Hoffman first came to the public eye in a big way in 1997 when Boogie Nights was released. From there his career slowly, steadily, improved, culminating in his 2005 Oscar win for Best Supporting Actor in the title role in Capote. He also received numerous other awards and nominations, including three more Oscar nominations.

Hoffman was known for a largely quiet acting style. His characters seldom screamed or acted out. Even his villain characters, such as Owen Davian in the under-rated Mission Impossible III, tended to be quiet characters.

But that quiet apparently hid some serious demons. Hoffman went public with drug problems last year when, after a long span of sobriety, he checked into a rehab center. It seems, sadly, that the rehab was ineffective, as it is believed he died from a heroin overdose.

Hoffman was a brilliant and talented actor who will be severely missed.

Sic Transit Cal Worthington, 1920 – 2013

For this man, I can think of no better obituary than this.

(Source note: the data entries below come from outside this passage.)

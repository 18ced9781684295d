extern crate diffspline;

use diffspline::{check_partials_cs, check_partials_fd, AkimaEngine, Interpolant, InterpOptions, Method, DEFAULT_FD_STEP};

fn main() {

    let x_cp = [1.0, 2.0, 4.0, 6.0, 10.0, 12.0];
    let y_cp = [5.0, 12.0, 14.0, 16.0, 21.0, 29.0];
    let x_interp = [1.3, 2.5, 3.1, 4.7, 5.9, 7.2, 9.9, 11.4, 12.5];

    println!("method;max_abs_error;max_rel_error");
    for method in [Method::Akima, Method::Cubic, Method::BSpline, Method::Slinear] {
        let interpolant = Interpolant::new(method, &InterpOptions::new()).unwrap();
        let check = check_partials_fd(&interpolant, &x_cp, &y_cp, &x_interp, DEFAULT_FD_STEP).unwrap();
        println!("{} fd;{:.3e};{:.3e}", method, check.max_abs_error, check.max_rel_error);
    }

    let akima = AkimaEngine::from_options(&InterpOptions::new().set("delta_x", 0.1)).unwrap();
    let check = check_partials_cs(&akima, &x_cp, &y_cp, &x_interp).unwrap();
    println!("akima cs;{:.3e};{:.3e}", check.max_abs_error, check.max_rel_error);
}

Sic Transit Margaret Thatcher – 1925 – 2013


One of the towering figures of my youth has died. Margaret Thatcher has passed away from a stroke at the age of 87.

Born in the era between the wars, Thatcher originally studied chemistry and had a successful career in the field before going into politics. She eventually worked her way up through the Conservative Party ranks until, in 1979, she became the first female Prime Minister and the longest-serving PM of the modern age.

While in office, Thatcher was known for disempowering the trade unions, privatizing industries, helping to end the Cold War, bolstering morale at home, and waging a war abroad, retaking the Falkland Islands after Argentina’s ill-advised invasion. She helped bring the United Kingdom out of the doldrums of the “ex-empire” era and to a huge extent laid the groundwork for what the modern country has become.

I only feel so qualified to talk about her. I’m not British, after all, and wasn’t an adult during her time in office. So I’ll quote from Andrew Sullivan’s obituary of the Iron Lady.

To put it bluntly: The Britain I grew up in was insane. The government owned almost all major manufacturing, from coal to steel to automobiles. Owned. It employed almost every doctor and owned almost every hospital. Almost every university and elementary and high school was government-run. And in the 1970s, you could not help but realize as a young Brit, that you were living in a decaying museum – some horrifying mixture of Eastern European grimness surrounded by the sculptured bric-a-brac of statues and buildings and edifices that spoke of an empire on which the sun had once never set. Now, in contrast, we lived on the dark side of the moon and it was made up of damp, slowly degrading concrete.

I owe my entire political obsession to the one person in British politics who refused to accept this state of affairs. You can read elsewhere the weighing of her legacy – but she definitively ended a truly poisonous, envious, inert period in Britain’s history. She divided the country deeply – and still does. She divided her opponents even more deeply, which was how she kept winning elections. She made some serious mistakes – the poll tax, opposition to German unification, insisting that Nelson Mandela was a terrorist – but few doubt she altered her country permanently, re-establishing the core basics of a free society and a free economy that Britain had intellectually bequeathed to the world and yet somehow lost in its own class-ridden, envy-choked socialist detour to immiseration.

Regardless of ones’ politics, Thatcher’s place in the annals of history cannot be denied. She was a force of nature that will be sorely missed.